‘Pirates 4’ Plunders Biggest Int’l Opening Ever at $256.3M

Released day-and-date everywhere, Disney film’s massive foreign opening overshadows the fact that it missed its mark Stateside with only $90.1 million; also Woody Allen’s ‘Midnight in Paris’ Opens Big

More and more, the real theatrical treasure is buried overseas.

Disney proved that in a big way this weekend, with the massive foreign debut of its fourth "Pirates of the Caribbean" movie, "On Stranger Tides," which enjoyed the biggest foreign opening ever with $256.3 million.

The massive overseas start for Johnny Depp's fourth go-around in heavy eyeliner overshadowed a soft opening in the U.S. and Canada — well, soft by standards of this huge $2.5 billion franchise — with the film taking in an estimated $90.1 million and missing Disney's pre-release target of $100 million-plus.

Disappointing or not, it was by far the biggest start at the domestic box office this year, besting last month's $86.2 million opening for Universal's "Fast Five."

The film, shot on a budget of around $200 million, took in $346.4 million globally, the fourth biggest total start ever on Planet Earth.
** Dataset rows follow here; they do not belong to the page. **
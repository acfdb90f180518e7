use diesel::result::Error as DieselError;
use thiserror::Error;

/// Custom error type for budget operations
#[derive(Debug, Error)]
pub enum BudgetError {
    #[error("Database error: {0}")]
    DatabaseError(String),
    #[error("Not found: {0}")]
    NotFound(String),
    #[error("Invalid data: {0}")]
    InvalidData(String),
    #[error("A budget for {0} already exists; pass overwrite to replace it")]
    AlreadyExists(String),
}

impl From<DieselError> for BudgetError {
    fn from(err: DieselError) -> Self {
        match err {
            DieselError::NotFound => BudgetError::NotFound("Record not found".to_string()),
            _ => BudgetError::DatabaseError(err.to_string()),
        }
    }
}

/// Result type for budget operations
pub type Result<T> = std::result::Result<T, BudgetError>;
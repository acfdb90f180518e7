use diesel::prelude::*;
use diesel::r2d2::{ConnectionManager, Pool};
use diesel::sqlite::SqliteConnection;
use rust_decimal::Decimal;
use std::sync::Arc;

use super::accounts_errors::{AccountError, Result};
use super::accounts_model::{Account, AccountDB, AccountKind, AccountRef, NewAccount};
use crate::db::get_connection;
use crate::schema::accounts;

/// Repository for managing account rows in the database
pub struct AccountRepository {
    pool: Arc<Pool<ConnectionManager<SqliteConnection>>>,
}

impl AccountRepository {
    /// Creates a new AccountRepository instance
    pub fn new(pool: Arc<Pool<ConnectionManager<SqliteConnection>>>) -> Self {
        Self { pool }
    }

    /// Creates a new account in the database
    pub fn create(&self, new_account: NewAccount) -> Result<Account> {
        new_account.validate()?;

        let mut account_db: AccountDB = new_account.into();
        if account_db.id.is_empty() {
            account_db.id = uuid::Uuid::new_v4().to_string();
        }

        let mut conn = get_connection(&self.pool)
            .map_err(|e| AccountError::DatabaseError(e.to_string()))?;

        diesel::insert_into(accounts::table)
            .values(&account_db)
            .execute(&mut conn)
            .map_err(AccountError::from)?;

        Account::try_from(account_db)
    }

    /// Retrieves an account by its ID
    pub fn get_by_id(&self, account_id: &str) -> Result<Account> {
        let mut conn = get_connection(&self.pool)
            .map_err(|e| AccountError::DatabaseError(e.to_string()))?;

        let account_db = accounts::table
            .find(account_id)
            .first::<AccountDB>(&mut conn)
            .map_err(|e| match e {
                diesel::result::Error::NotFound => {
                    AccountError::NotFound(format!("Account with id {} not found", account_id))
                }
                _ => AccountError::DatabaseError(e.to_string()),
            })?;

        Account::try_from(account_db)
    }

    /// Retrieves an account by reference, enforcing kind agreement
    pub fn get(&self, account_ref: &AccountRef) -> Result<Account> {
        let account = self.get_by_id(&account_ref.account_id)?;
        if account.kind != account_ref.kind {
            return Err(AccountError::KindMismatch {
                account_id: account_ref.account_id.clone(),
                expected: account_ref.kind.to_string(),
                actual: account.kind.to_string(),
            });
        }
        Ok(account)
    }

    /// Retrieves the active wallet account owned by a user
    pub fn get_wallet_for_user(&self, user_id: &str) -> Result<Account> {
        let mut conn = get_connection(&self.pool)
            .map_err(|e| AccountError::DatabaseError(e.to_string()))?;

        let account_db = accounts::table
            .filter(accounts::user_id.eq(user_id))
            .filter(accounts::kind.eq(AccountKind::Wallet.as_str()))
            .filter(accounts::is_active.eq(true))
            .first::<AccountDB>(&mut conn)
            .map_err(|e| match e {
                diesel::result::Error::NotFound => {
                    AccountError::NotFound(format!("No wallet found for user {}", user_id))
                }
                _ => AccountError::DatabaseError(e.to_string()),
            })?;

        Account::try_from(account_db)
    }

    /// Lists all active accounts owned by a user
    pub fn list_for_user(&self, user_id: &str) -> Result<Vec<Account>> {
        let mut conn = get_connection(&self.pool)
            .map_err(|e| AccountError::DatabaseError(e.to_string()))?;

        let rows = accounts::table
            .filter(accounts::user_id.eq(user_id))
            .filter(accounts::is_active.eq(true))
            .order(accounts::name.asc())
            .load::<AccountDB>(&mut conn)
            .map_err(AccountError::from)?;

        rows.into_iter().map(Account::try_from).collect()
    }

    /// Reads the current balance for an account reference
    pub fn get_balance(&self, account_ref: &AccountRef) -> Result<Decimal> {
        Ok(self.get(account_ref)?.balance)
    }

    /// Writes a new balance for an account reference. Pure state write: no
    /// business validation happens here.
    pub fn set_balance(&self, account_ref: &AccountRef, new_value: Decimal) -> Result<()> {
        // Kind agreement is still enforced before the write.
        self.get(account_ref)?;

        let mut conn = get_connection(&self.pool)
            .map_err(|e| AccountError::DatabaseError(e.to_string()))?;

        let affected = diesel::update(accounts::table.find(&account_ref.account_id))
            .set((
                accounts::balance.eq(new_value.to_string()),
                accounts::updated_at.eq(chrono::Utc::now().naive_utc()),
            ))
            .execute(&mut conn)
            .map_err(AccountError::from)?;

        if affected == 0 {
            return Err(AccountError::NotFound(format!(
                "Account with id {} not found",
                account_ref.account_id
            )));
        }

        Ok(())
    }

    /// Updates the position metadata on an investment account. The monetary
    /// value itself is only ever moved through the wallet engine.
    pub fn update_investment_position(
        &self,
        account_id: &str,
        quantity: Decimal,
        price_per_share: Decimal,
        invested_amount: Decimal,
    ) -> Result<()> {
        let account = self.get_by_id(account_id)?;
        if account.kind != AccountKind::Investment {
            return Err(AccountError::KindMismatch {
                account_id: account_id.to_string(),
                expected: AccountKind::Investment.to_string(),
                actual: account.kind.to_string(),
            });
        }

        let mut conn = get_connection(&self.pool)
            .map_err(|e| AccountError::DatabaseError(e.to_string()))?;

        diesel::update(accounts::table.find(account_id))
            .set((
                accounts::quantity.eq(Some(quantity.to_string())),
                accounts::price_per_share.eq(Some(price_per_share.to_string())),
                accounts::invested_amount.eq(Some(invested_amount.to_string())),
                accounts::updated_at.eq(chrono::Utc::now().naive_utc()),
            ))
            .execute(&mut conn)
            .map_err(AccountError::from)?;

        Ok(())
    }

    /// Deactivates an account. Rows are kept so the transaction trail stays
    /// resolvable.
    pub fn deactivate(&self, account_id: &str) -> Result<()> {
        let mut conn = get_connection(&self.pool)
            .map_err(|e| AccountError::DatabaseError(e.to_string()))?;

        let affected = diesel::update(accounts::table.find(account_id))
            .set((
                accounts::is_active.eq(false),
                accounts::updated_at.eq(chrono::Utc::now().naive_utc()),
            ))
            .execute(&mut conn)
            .map_err(AccountError::from)?;

        if affected == 0 {
            return Err(AccountError::NotFound(format!(
                "Account with id {} not found",
                account_id
            )));
        }

        Ok(())
    }
}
Here's how the top 10 looked domestically. Report continues below chart:

"This proves that in the blockbuster business, the world is flat," said Greg Foster, president of filmed entertainment for IMAX. "Pirates 4" broke the big-screen chain's global opening record, grossing $16.7 million, all told — besting Novembers $15.9 start for "Harry Potter and the Deathly Hallows: Part 1."

The key driver in all of this, as Foster notes, is that so-called "emerging" markets like Russia arent' really emerging any more.

"They're here and producing real revenue," he said.

For example, in Krasnodar (it's in Southern Russia), IMAX has an outlet that yielded an impressive $200,000 over the weekend on back of "Pirates."

All told, Russia, India and China generated a combined $52.6 million for "On Stranger Tides."

"You can't do this with every picture," said Chuck Viane, president of global theatrical distribution for Disney, which also released the third "Pirates" movie, 2007's "At World's End," day-and-date around the Earth.

"You take a picture like 'Cars' — you can't do it with that movie because the kids need to be out of school."

The film was yet another indicator of the growing power of the foreign market, which accounted for 67 percent of the record $31.8 billion made at the global box office last year.

Back home, the North American market was actually up 9 percent from the same weekend last year, with "Pirates" scoring a B-plus grade from moviegoer-satisfaction ranker Cinemascore.

Overall, the audience was 46 percent under the age of 25 and 54 percent male.

While "Pirates 4" had the only wide opening this weekend, Woody Allen film "Midnight in Paris" had a better-than-solid limited debut, grossing $555,000 at six locations for a $92,457-per-engagement average.

Meanwhile, finishing second while defining itself as a certified audience-driven hit, Universal's "Bridesmaids" dropped only 20 percent in weekend No. 2, grossing $21.1 million.

Universal's "Fast Five" finished in fourth place, grossing $10.6 million while increasing its North American total to $186.2 million. Coupled with the $320 million in overseas revenue the film has taken in so far, it's now passed $500 million in global revenue.

With Memorial Day weekend coming up, Disney's Viane is projecting a possible holiday record (the mark stands at $244 million), with Warner's second "Hangover" and DreamWorks Animation's second "Kung Fu Panda" joining "Pirates 4."

"I'm hopeful about that — we'll see," Viane said.